ASSIGNMENT ▸ When the line with "decides the fallback." appears below, start repeating lines exactly, and keep going through the line with "pub type Result<T>"; add nothing outside that span.

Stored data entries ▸
════════════════

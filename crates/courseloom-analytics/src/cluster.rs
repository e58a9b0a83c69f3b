//! Centroid-based clustering of query vectors.
//!
//! Plain k-means with deterministic seeding so identical inputs always
//! produce identical assignments (the enclosing run must be retryable).
//! Auto-detection scores a small candidate range of cluster counts by
//! mean silhouette and keeps the best.

use courseloom_core::{Error, Result};
use ndarray::Array1;
use tracing::{debug, warn};

const MAX_ITERATIONS: usize = 100;
const MAX_AUTO_CLUSTERS: usize = 10;

/// Requested cluster count.
#[derive(Debug, Clone, Copy, PartialEq, Eq)]
pub enum ClusterCount {
    Fixed(usize),
    Auto,
}

/// Result of a clustering run: one cluster index per input vector, plus
/// the final centroid of each cluster.
#[derive(Debug, Clone)]
pub struct Clustering {
    pub assignments: Vec<usize>,
    pub centroids: Vec<Array1<f32>>,
}

impl Clustering {
    pub fn num_clusters(&self) -> usize {
        self.centroids.len()
    }
}

/// Partition vectors into clusters.
///
/// Degenerate inputs never fail: zero vectors yield zero clusters and a
/// single vector yields one trivial cluster. Auto-detection needs at
/// least two distinct vectors and otherwise fails with
/// `InsufficientData`, leaving the fallback to the caller. All vectors
/// must share one dimension; mixed input is a caller bug and errors
/// instead of panicking mid-iteration.
pub fn cluster_vectors(vectors: &[Array1<f32>], k: ClusterCount) -> Result<Clustering> {
    if vectors.is_empty() {
        return Ok(Clustering {
            assignments: Vec::new(),
            centroids: Vec::new(),
        });
    }

    let dim = vectors[0].len();
    if let Some(bad) = vectors.iter().find(|v| v.len() != dim) {
        return Err(Error::Internal(format!(
            "mixed vector dimensions: {dim} and {}",
            bad.len()
        )));
    }

    let distinct = distinct_vectors(vectors);

    let k = match k {
        ClusterCount::Fixed(requested) => {
            let k = requested.max(1);
            if k > distinct.len() {
                warn!(
                    "Requested {} clusters but only {} distinct vectors; clamping",
                    k,
                    distinct.len()
                );
                distinct.len()
            } else {
                k
            }
        }
        ClusterCount::Auto => auto_detect_k(vectors, &distinct)?,
    };

    Ok(kmeans(vectors, &distinct, k))
}

/// Pick the candidate cluster count with the best mean silhouette.
fn auto_detect_k(vectors: &[Array1<f32>], distinct: &[Array1<f32>]) -> Result<usize> {
    if distinct.len() < 2 {
        return Err(Error::InsufficientData(
            "auto-detect needs at least 2 distinct query vectors".into(),
        ));
    }

    let upper = MAX_AUTO_CLUSTERS.min(distinct.len() - 1);
    if upper < 2 {
        // Exactly two distinct vectors: nothing to score, two clusters.
        return Ok(2);
    }

    let mut best = (2, f32::NEG_INFINITY);
    for candidate in 2..=upper {
        let clustering = kmeans(vectors, distinct, candidate);
        let score = silhouette(vectors, &clustering);
        debug!("k={candidate}: silhouette={score:.4}");
        if score > best.1 {
            best = (candidate, score);
        }
    }
    debug!("Auto-detected k={} (silhouette={:.4})", best.0, best.1);
    Ok(best.0)
}

/// Standard iterative k-means with deterministic seeding: centroids start
/// at evenly spaced distinct vectors, so reruns over the same input are
/// bit-identical.
fn kmeans(vectors: &[Array1<f32>], distinct: &[Array1<f32>], k: usize) -> Clustering {
    let mut centroids: Vec<Array1<f32>> = (0..k)
        .map(|i| distinct[i * distinct.len() / k].clone())
        .collect();

    let mut assignments = assign(vectors, &centroids);
    for _ in 0..MAX_ITERATIONS {
        recompute_centroids(vectors, &assignments, &mut centroids);
        let next = assign(vectors, &centroids);
        if next == assignments {
            break;
        }
        assignments = next;
    }

    Clustering {
        assignments,
        centroids,
    }
}

fn assign(vectors: &[Array1<f32>], centroids: &[Array1<f32>]) -> Vec<usize> {
    vectors
        .iter()
        .map(|v| {
            let mut best = (0, f32::INFINITY);
            for (i, c) in centroids.iter().enumerate() {
                let d = distance_sq(v, c);
                if d < best.1 {
                    best = (i, d);
                }
            }
            best.0
        })
        .collect()
}

/// Mean of each cluster's members; an empty cluster keeps its previous
/// centroid.
fn recompute_centroids(
    vectors: &[Array1<f32>],
    assignments: &[usize],
    centroids: &mut [Array1<f32>],
) {
    for (cluster, centroid) in centroids.iter_mut().enumerate() {
        let members: Vec<&Array1<f32>> = vectors
            .iter()
            .zip(assignments)
            .filter(|(_, a)| **a == cluster)
            .map(|(v, _)| v)
            .collect();
        if members.is_empty() {
            continue;
        }
        let mut sum = Array1::<f32>::zeros(centroid.len());
        for member in &members {
            sum += *member;
        }
        *centroid = sum / members.len() as f32;
    }
}

fn distance_sq(a: &Array1<f32>, b: &Array1<f32>) -> f32 {
    a.iter().zip(b.iter()).map(|(x, y)| (x - y).powi(2)).sum()
}

fn distance(a: &Array1<f32>, b: &Array1<f32>) -> f32 {
    distance_sq(a, b).sqrt()
}

/// Mean silhouette coefficient over all points. Points in singleton
/// clusters score zero by convention.
fn silhouette(vectors: &[Array1<f32>], clustering: &Clustering) -> f32 {
    let k = clustering.num_clusters();
    let n = vectors.len();
    if n == 0 || k < 2 {
        return 0.0;
    }

    let mut total = 0.0;
    for (i, v) in vectors.iter().enumerate() {
        let own = clustering.assignments[i];

        // Mean distance to each cluster, excluding self from its own.
        let mut sums = vec![0.0f32; k];
        let mut counts = vec![0usize; k];
        for (j, other) in vectors.iter().enumerate() {
            if i == j {
                continue;
            }
            let cluster = clustering.assignments[j];
            sums[cluster] += distance(v, other);
            counts[cluster] += 1;
        }

        if counts[own] == 0 {
            continue; // singleton: contributes 0
        }
        let a = sums[own] / counts[own] as f32;
        let b = (0..k)
            .filter(|c| *c != own && counts[*c] > 0)
            .map(|c| sums[c] / counts[c] as f32)
            .fold(f32::INFINITY, f32::min);
        if !b.is_finite() {
            continue;
        }
        total += (b - a) / a.max(b);
    }
    total / n as f32
}

/// First occurrence of each distinct vector, in input order.
fn distinct_vectors(vectors: &[Array1<f32>]) -> Vec<Array1<f32>> {
    let mut distinct: Vec<Array1<f32>> = Vec::new();
    for v in vectors {
        if !distinct.iter().any(|d| d == v) {
            distinct.push(v.clone());
        }
    }
    distinct
}

#[cfg(test)]
mod tests {
    use super::*;
    use ndarray::array;

    #[test]
    fn test_zero_vectors_yield_zero_clusters() {
        let clustering = cluster_vectors(&[], ClusterCount::Fixed(3)).unwrap();
        assert!(clustering.assignments.is_empty());
        assert_eq!(clustering.num_clusters(), 0);
    }

    #[test]
    fn test_single_vector_is_one_trivial_cluster() {
        let clustering =
            cluster_vectors(&[array![0.5, 0.5]], ClusterCount::Fixed(4)).unwrap();
        assert_eq!(clustering.assignments, vec![0]);
        assert_eq!(clustering.num_clusters(), 1);
        assert_eq!(clustering.centroids[0], array![0.5, 0.5]);
    }

    #[test]
    fn test_fixed_k_groups_near_identical_pairs() {
        let vectors = vec![
            array![0.10, 0.20],
            array![0.11, 0.21],
            array![0.90, 0.80],
            array![0.91, 0.81],
            array![0.12, 0.19],
        ];
        let clustering = cluster_vectors(&vectors, ClusterCount::Fixed(2)).unwrap();
        assert_eq!(clustering.num_clusters(), 2);
        let a = &clustering.assignments;
        assert_eq!(a[0], a[1]);
        assert_eq!(a[2], a[3]);
        assert_eq!(a[0], a[4]);
        assert_ne!(a[0], a[2]);
    }

    #[test]
    fn test_fixed_k_is_deterministic() {
        let vectors = vec![
            array![0.1, 0.2],
            array![0.9, 0.8],
            array![0.4, 0.5],
            array![0.7, 0.6],
        ];
        let first = cluster_vectors(&vectors, ClusterCount::Fixed(2)).unwrap();
        let second = cluster_vectors(&vectors, ClusterCount::Fixed(2)).unwrap();
        assert_eq!(first.assignments, second.assignments);
    }

    #[test]
    fn test_auto_detects_two_well_separated_groups() {
        let vectors = vec![
            array![0.0, 0.0],
            array![0.1, 0.0],
            array![0.0, 0.1],
            array![5.0, 5.0],
            array![5.1, 5.0],
            array![5.0, 5.1],
        ];
        let clustering = cluster_vectors(&vectors, ClusterCount::Auto).unwrap();
        assert_eq!(clustering.num_clusters(), 2);
        let a = &clustering.assignments;
        assert_eq!(a[0], a[1]);
        assert_eq!(a[1], a[2]);
        assert_eq!(a[3], a[4]);
        assert_eq!(a[4], a[5]);
        assert_ne!(a[0], a[3]);
    }

    #[test]
    fn test_auto_with_identical_vectors_is_insufficient() {
        let vectors = vec![array![0.5, 0.5]; 4];
        let err = cluster_vectors(&vectors, ClusterCount::Auto).unwrap_err();
        assert!(matches!(err, Error::InsufficientData(_)));
    }

    #[test]
    fn test_mixed_dimensions_are_rejected() {
        let vectors = vec![
            array![0.1, 0.2, 0.3],
            array![0.4, 0.5],
            array![0.6, 0.7, 0.8],
            array![0.9, 1.0],
        ];
        let err = cluster_vectors(&vectors, ClusterCount::Fixed(2)).unwrap_err();
        assert!(matches!(err, Error::Internal(_)));
    }

    #[test]
    fn test_fixed_k_clamped_to_distinct_count() {
        let vectors = vec![array![0.1, 0.1], array![0.1, 0.1], array![0.9, 0.9]];
        let clustering = cluster_vectors(&vectors, ClusterCount::Fixed(5)).unwrap();
        assert_eq!(clustering.num_clusters(), 2);
        assert_eq!(clustering.assignments[0], clustering.assignments[1]);
    }
}
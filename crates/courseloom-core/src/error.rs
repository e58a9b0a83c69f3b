//! Error types for CourseLoom.

use thiserror::Error;

#[derive(Error, Debug)]
pub enum Error {
    /// A graph snapshot violated a structural invariant (dangling edge or
    /// data key, duplicate node id). Indicates a corrupted snapshot from
    /// the caller; never recovered, always propagated.
    #[error("Invalid graph: {0}")]
    InvalidGraph(String),

    /// A required collaborator is unavailable or misconfigured. Raised
    /// before any partial work is done.
    #[error("Configuration error: {0}")]
    Config(String),

    /// A retrieval or generation call failed mid-run. Aborts the
    /// enclosing build or analytics run without partial persistence.
    #[error("Collaborator failure: {0}")]
    Collaborator(String),

    /// Cluster-count auto-detection cannot proceed (fewer than two
    /// distinct vectors). The caller decides the fallback.
    #[error("Insufficient data: {0}")]
    InsufficientData(String),

    #[error("Not found: {0}")]
    NotFound(String),

    #[error("Database error: {0}")]
    Database(String),

    #[error("Storage error: {0}")]
    Storage(String),

    #[error("HTTP error: {0}")]
    Http(String),

    #[error("IO error: {0}")]
    Io(#[from] std::io::Error),

    #[error("JSON error: {0}")]
    Json(#[from] serde_json::Error),

    #[error("Internal error: {0}")]
    Internal(String),
}

pub type Result<T> = std::result::Result<T, Error>;
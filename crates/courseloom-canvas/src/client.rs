//! Blocking HTTP client for the Canvas REST API.

use courseloom_core::{Error, Result};
use reqwest::blocking::Client;
use tracing::info;

use crate::types::CanvasFile;

const PER_PAGE: usize = 100;

pub struct CanvasClient {
    http: Client,
    base_url: String,
    token: String,
}

impl CanvasClient {
    pub fn new(base_url: impl Into<String>, token: impl Into<String>) -> Self {
        Self {
            http: Client::new(),
            base_url: base_url.into(),
            token: token.into(),
        }
    }

    fn get(&self, path: &str) -> Result<serde_json::Value> {
        let url = format!("{}{}", self.base_url, path);
        let response = self
            .http
            .get(&url)
            .bearer_auth(&self.token)
            .send()
            .map_err(|e| Error::Http(format!("request failed: {e}")))?;

        let status = response.status();
        if !status.is_success() {
            return Err(Error::Http(format!("Canvas API error {status} for {path}")));
        }
        response
            .json()
            .map_err(|e| Error::Http(format!("invalid response body: {e}")))
    }

    /// Fetch the course file catalog, preserving the API's order.
    pub fn get_course_files(&self, course_id: &str) -> Result<Vec<CanvasFile>> {
        let value = self.get(&format!("/courses/{course_id}/files?per_page={PER_PAGE}"))?;
        let files: Vec<CanvasFile> = serde_json::from_value(value)?;
        info!("Fetched {} files for course {}", files.len(), course_id);
        Ok(files)
    }

    /// Fetch the syllabus body text; empty string when none is set.
    pub fn get_syllabus(&self, course_id: &str) -> Result<String> {
        let value = self.get(&format!("/courses/{course_id}?include[]=syllabus_body"))?;
        Ok(value["syllabus_body"]
            .as_str()
            .unwrap_or_default()
            .to_string())
    }

    /// Download one file's content via its authenticated URL.
    pub fn download(&self, file: &CanvasFile) -> Result<Vec<u8>> {
        let response = self
            .http
            .get(&file.url)
            .bearer_auth(&self.token)
            .send()
            .map_err(|e| Error::Http(format!("download failed: {e}")))?;

        let status = response.status();
        if !status.is_success() {
            return Err(Error::Http(format!(
                "download error {status} for {}",
                file.display_name
            )));
        }
        let bytes = response
            .bytes()
            .map_err(|e| Error::Http(format!("download read failed: {e}")))?;
        Ok(bytes.to_vec())
    }
}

════════════════

WRITTEN REPLY ▸
    /// distinct vectors). The caller decides the fallback.
    #[error("Insufficient data: {0}")]
    InsufficientData(String),

    #[error("Not found: {0}")]
    NotFound(String),

    #[error("Database error: {0}")]
    Database(String),

    #[error("Storage error: {0}")]
    Storage(String),

    #[error("HTTP error: {0}")]
    Http(String),

    #[error("IO error: {0}")]
    Io(#[from] std::io::Error),

    #[error("JSON error: {0}")]
    Json(#[from] serde_json::Error),

    #[error("Internal error: {0}")]
    Internal(String),
}

pub type Result<T> = std::result::Result<T, Error>;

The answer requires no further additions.